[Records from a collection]
******************************
use super::*;

#[test]
fn numbers_are_compact_and_stable() {
    assert_eq!(num(12.0), "12");
    assert_eq!(num(12.5), "12.5");
    assert_eq!(num(1.0 / 3.0), "0.33");
    assert_eq!(num(-0.001), "0");
    assert_eq!(num(-2.256), "-2.26");
}

#[test]
fn document_declares_requested_size() {
    let doc = SvgWriter::new(800, 600).finish();
    assert_eq!(doc.width(), 800);
    assert_eq!(doc.height(), 600);
    assert!(doc.as_str().starts_with(
        r#"<svg xmlns="http://www.w3.org/2000/svg" width="800" height="600" viewBox="0 0 800 600">"#
    ));
    assert!(doc.as_str().ends_with("</svg>"));
}

#[test]
fn rects_skip_transparent_and_clamp_radius() {
    let mut w = SvgWriter::new(10, 10);
    let r = RectPaint {
        x: 0.0,
        y: 0.0,
        w: 10.0,
        h: 4.0,
        radius: 12.0,
    };
    w.fill_rect(r, Color::TRANSPARENT);
    w.fill_rect(r, Color::rgba(255, 0, 0, 128));
    let svg = w.finish().into_bytes();
    let svg = String::from_utf8(svg).unwrap();
    assert_eq!(svg.matches("<rect").count(), 1);
    assert!(svg.contains(r#"rx="2""#));
    assert!(svg.contains(r##"fill="#ff0000" fill-opacity="0.5""##));
}

#[test]
fn border_is_inset_by_half_its_width() {
    let mut w = SvgWriter::new(100, 100);
    w.stroke_rect(
        RectPaint {
            x: 10.0,
            y: 10.0,
            w: 50.0,
            h: 20.0,
            radius: 6.0,
        },
        2.0,
        Color::rgb(0x33, 0x33, 0x33),
    );
    let svg = w.finish();
    assert!(svg.as_str().contains(
        r##"<rect x="11" y="11" width="48" height="18" rx="5" fill="none" stroke="#333333" stroke-width="2"/>"##
    ));
}

#[test]
fn text_is_escaped() {
    let mut w = SvgWriter::new(10, 10);
    w.text(0.0, 12.0, "Inter", 14.0, 500, Color::WHITE, "a < b & \"c\"");
    let svg = w.finish();
    assert!(svg.as_str().contains("a &lt; b &amp; &quot;c&quot;"));
    assert!(svg.as_str().contains(r#"font-weight="500""#));
}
******************************
Assignment: Each entry above is to be quoted exactly.

Response area:
use super::*;

#[test]
fn numbers_are_compact_and_stable() {
    assert_eq!(num(12.0), "12");
    assert_eq!(num(12.5), "12.5");
    assert_eq!(num(1.0 / 3.0), "0.33");
    assert_eq!(num(-0.001), "0");
    assert_eq!(num(-2.256), "-2.26");
}

#[test]
fn document_declares_requested_size() {
    let doc = SvgWriter::new(800, 600).finish();
    assert_eq!(doc.width(), 800);
    assert_eq!(doc.height(), 600);
    assert!(doc.as_str().starts_with(
        r#"<svg xmlns="http://www.w3.org/2000/svg" width="800" height="600" viewBox="0 0 800 600">"#
    ));
    assert!(doc.as_str().ends_with("</svg>"));
}

#[test]
fn rects_skip_transparent_and_clamp_radius() {
    let mut w = SvgWriter::new(10, 10);
    let r = RectPaint {
        x: 0.0,
        y: 0.0,
        w: 10.0,
        h: 4.0,
        radius: 12.0,
    };
    w.fill_rect(r, Color::TRANSPARENT);
    w.fill_rect(r, Color::rgba(255, 0, 0, 128));
    let svg = w.finish().into_bytes();
    let svg = String::from_utf8(svg).unwrap();
    assert_eq!(svg.matches("<rect").count(), 1);
    assert!(svg.contains(r#"rx="2""#));
    assert!(svg.contains(r##"fill="#ff0000" fill-opacity="0.5""##));
}

#[test]
fn border_is_inset_by_half_its_width() {
    let mut w = SvgWriter::new(100, 100);
    w.stroke_rect(
        RectPaint {
            x: 10.0,
            y: 10.0,
            w: 50.0,
            h: 20.0,
            radius: 6.0,
        },
        2.0,
        Color::rgb(0x33, 0x33, 0x33),
    );
    let svg = w.finish();
    assert!(svg.as_str().contains(
        r##"<rect x="11" y="11" width="48" height="18" rx="5" fill="none" stroke="#333333" stroke-width="2"/>"##
    ));
}

#[test]
fn text_is_escaped() {
    let mut w = SvgWriter::new(10, 10);
    w.text(0.0, 12.0, "Inter", 14.0, 500, Color::WHITE, "a < b & \"c\"");
    let svg = w.finish();
    assert!(svg.as_str().contains("a &lt; b &amp; &quot;c&quot;"));
    assert!(svg.as_str().contains(r#"font-weight="500""#));
}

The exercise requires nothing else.